#### [Task description]
Keeping each line intact, print the whole listing.

#### [Records provided]
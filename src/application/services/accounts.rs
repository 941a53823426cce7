use std::sync::Arc;

use tracing::{info, warn};

use super::hash_in_background;
use crate::application::errors::AppError;
use crate::domain::RepositoryError;
use crate::domain::ids::AccountId;
use crate::domain::repositories::{AccountProfileRepository, AccountRepository};
use crate::domain::storage::PictureStore;
use crate::domain::users::{Account, AccountSubmission};

#[derive(Clone)]
pub struct AccountService {
    repo: Arc<dyn AccountRepository>,
    profile_repo: Arc<dyn AccountProfileRepository>,
    picture_store: Arc<dyn PictureStore>,
    bcrypt_cost: u32,
}

impl AccountService {
    pub fn new(
        repo: Arc<dyn AccountRepository>,
        profile_repo: Arc<dyn AccountProfileRepository>,
        picture_store: Arc<dyn PictureStore>,
        bcrypt_cost: u32,
    ) -> Self {
        Self {
            repo,
            profile_repo,
            picture_store,
            bcrypt_cost,
        }
    }

    #[tracing::instrument(skip(self, submission), fields(username = %submission.username))]
    pub async fn create(&self, submission: AccountSubmission) -> Result<Account, AppError> {
        let submission = submission.normalize();
        submission.validate().map_err(AppError::Validation)?;
        self.ensure_unique(&submission, None).await?;

        let hash = hash_in_background(submission.password.clone(), self.bcrypt_cost).await?;
        let account = self.repo.insert(submission.into_new_account(hash)).await?;

        info!(account.id = %account.id, username = %account.username, "account created");
        Ok(account)
    }

    /// Replace every writable field of an account.
    #[tracing::instrument(skip(self, submission))]
    pub async fn update(
        &self,
        id: AccountId,
        submission: AccountSubmission,
    ) -> Result<Account, AppError> {
        self.repo.get(id).await?;

        let submission = submission.normalize();
        submission.validate().map_err(AppError::Validation)?;
        self.ensure_unique(&submission, Some(id)).await?;

        let hash = hash_in_background(submission.password.clone(), self.bcrypt_cost).await?;
        let account = self
            .repo
            .update(id, submission.into_new_account(hash))
            .await?;

        info!(account.id = %account.id, "account updated");
        Ok(account)
    }

    /// Delete an account. Its profile row goes with it; the stored picture is
    /// removed afterwards on a best-effort basis.
    #[tracing::instrument(skip(self))]
    pub async fn delete(&self, id: AccountId) -> Result<(), AppError> {
        let picture = match self.profile_repo.get_by_account(id).await {
            Ok(profile) => profile.picture,
            Err(RepositoryError::NotFound) => None,
            Err(err) => return Err(err.into()),
        };

        self.repo.delete(id).await?;
        info!(account.id = %id, "account deleted");

        if let Some(picture) = picture
            && let Err(err) = self.picture_store.remove(&picture.path).await
        {
            warn!(error = %err, path = %picture.path, "failed to remove picture of deleted account");
        }
        Ok(())
    }

    #[tracing::instrument(skip(self))]
    pub async fn activate(&self, id: AccountId) -> Result<Account, AppError> {
        let account = self.repo.set_active(id, true).await?;
        info!(account.id = %id, "account activated");
        Ok(account)
    }

    pub async fn set_active(&self, id: AccountId, active: bool) -> Result<Account, AppError> {
        Ok(self.repo.set_active(id, active).await?)
    }

    async fn ensure_unique(
        &self,
        submission: &AccountSubmission,
        exclude: Option<AccountId>,
    ) -> Result<(), AppError> {
        let is_other = |account: &Account| Some(account.id) != exclude;

        match self.repo.get_by_email(&submission.email).await {
            Ok(existing) if is_other(&existing) => {
                return Err(AppError::validation(
                    "email: user with this email already exists",
                ));
            }
            Ok(_) | Err(RepositoryError::NotFound) => {}
            Err(err) => return Err(err.into()),
        }

        match self.repo.get_by_username(&submission.username).await {
            Ok(existing) if is_other(&existing) => Err(AppError::validation(
                "username: a user with that username already exists",
            )),
            Ok(_) | Err(RepositoryError::NotFound) => Ok(()),
            Err(err) => Err(err.into()),
        }
    }
}
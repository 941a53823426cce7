pub mod account_profiles;
pub mod tokens;
pub mod users;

#### [Solution]
filename src/application/services/accounts.rs
repository 941a53823426cce7
use std::sync::Arc;

use tracing::{info, warn};

use super::hash_in_background;
use crate::application::errors::AppError;
use crate::domain::RepositoryError;
use crate::domain::ids::AccountId;
use crate::domain::repositories::{AccountProfileRepository, AccountRepository};
use crate::domain::storage::PictureStore;
use crate::domain::users::{Account, AccountSubmission};

#[derive(Clone)]
pub struct AccountService {
    repo: Arc<dyn AccountRepository>,
    profile_repo: Arc<dyn AccountProfileRepository>,
    picture_store: Arc<dyn PictureStore>,
    bcrypt_cost: u32,
}

impl AccountService {
    pub fn new(
        repo: Arc<dyn AccountRepository>,
        profile_repo: Arc<dyn AccountProfileRepository>,
        picture_store: Arc<dyn PictureStore>,
        bcrypt_cost: u32,
    ) -> Self {
        Self {
            repo,
            profile_repo,
            picture_store,
            bcrypt_cost,
        }
    }

    #[tracing::instrument(skip(self, submission), fields(username = %submission.username))]
    pub async fn create(&self, submission: AccountSubmission) -> Result<Account, AppError> {
        let submission = submission.normalize();
        submission.validate().map_err(AppError::Validation)?;
        self.ensure_unique(&submission, None).await?;

        let hash = hash_in_background(submission.password.clone(), self.bcrypt_cost).await?;
        let account = self.repo.insert(submission.into_new_account(hash)).await?;

        info!(account.id = %account.id, username = %account.username, "account created");
        Ok(account)
    }

    /// Replace every writable field of an account.
    #[tracing::instrument(skip(self, submission))]
    pub async fn update(
        &self,
        id: AccountId,
        submission: AccountSubmission,
    ) -> Result<Account, AppError> {
        self.repo.get(id).await?;

        let submission = submission.normalize();
        submission.validate().map_err(AppError::Validation)?;
        self.ensure_unique(&submission, Some(id)).await?;

        let hash = hash_in_background(submission.password.clone(), self.bcrypt_cost).await?;
        let account = self
            .repo
            .update(id, submission.into_new_account(hash))
            .await?;

        info!(account.id = %account.id, "account updated");
        Ok(account)
    }

    /// Delete an account. Its profile row goes with it; the stored picture is
    /// removed afterwards on a best-effort basis.
    #[tracing::instrument(skip(self))]
    pub async fn delete(&self, id: AccountId) -> Result<(), AppError> {
        let picture = match self.profile_repo.get_by_account(id).await {
            Ok(profile) => profile.picture,
            Err(RepositoryError::NotFound) => None,
            Err(err) => return Err(err.into()),
        };

        self.repo.delete(id).await?;
        info!(account.id = %id, "account deleted");

        if let Some(picture) = picture
            && let Err(err) = self.picture_store.remove(&picture.path).await
        {
            warn!(error = %err, path = %picture.path, "failed to remove picture of deleted account");
        }
        Ok(())
    }

    #[tracing::instrument(skip(self))]
    pub async fn activate(&self, id: AccountId) -> Result<Account, AppError> {
        let account = self.repo.set_active(id, true).await?;
        info!(account.id = %id, "account activated");
        Ok(account)
    }

    pub async fn set_active(&self, id: AccountId, active: bool) -> Result<Account, AppError> {
        Ok(self.repo.set_active(id, active).await?)
    }

    async fn ensure_unique(
        &self,
        submission: &AccountSubmission,
        exclude: Option<AccountId>,
    ) -> Result<(), AppError> {
        let is_other = |account: &Account| Some(account.id) != exclude;

        match self.repo.get_by_email(&submission.email).await {
            Ok(existing) if is_other(&existing) => {
                return Err(AppError::validation(
                    "email: user with this email already exists",
                ));
            }
            Ok(_) | Err(RepositoryError::NotFound) => {}
            Err(err) => return Err(err.into()),
        }

        match self.repo.get_by_username(&submission.username).await {
            Ok(existing) if is_other(&existing) => Err(AppError::validation(
                "username: a user with that username already exists",
            )),
            Ok(_) | Err(RepositoryError::NotFound) => Ok(()),
            Err(err) => Err(err.into()),
        }
    }
}
repository 941a53823426cce7
pub mod account_profiles;
pub mod tokens;
pub mod users;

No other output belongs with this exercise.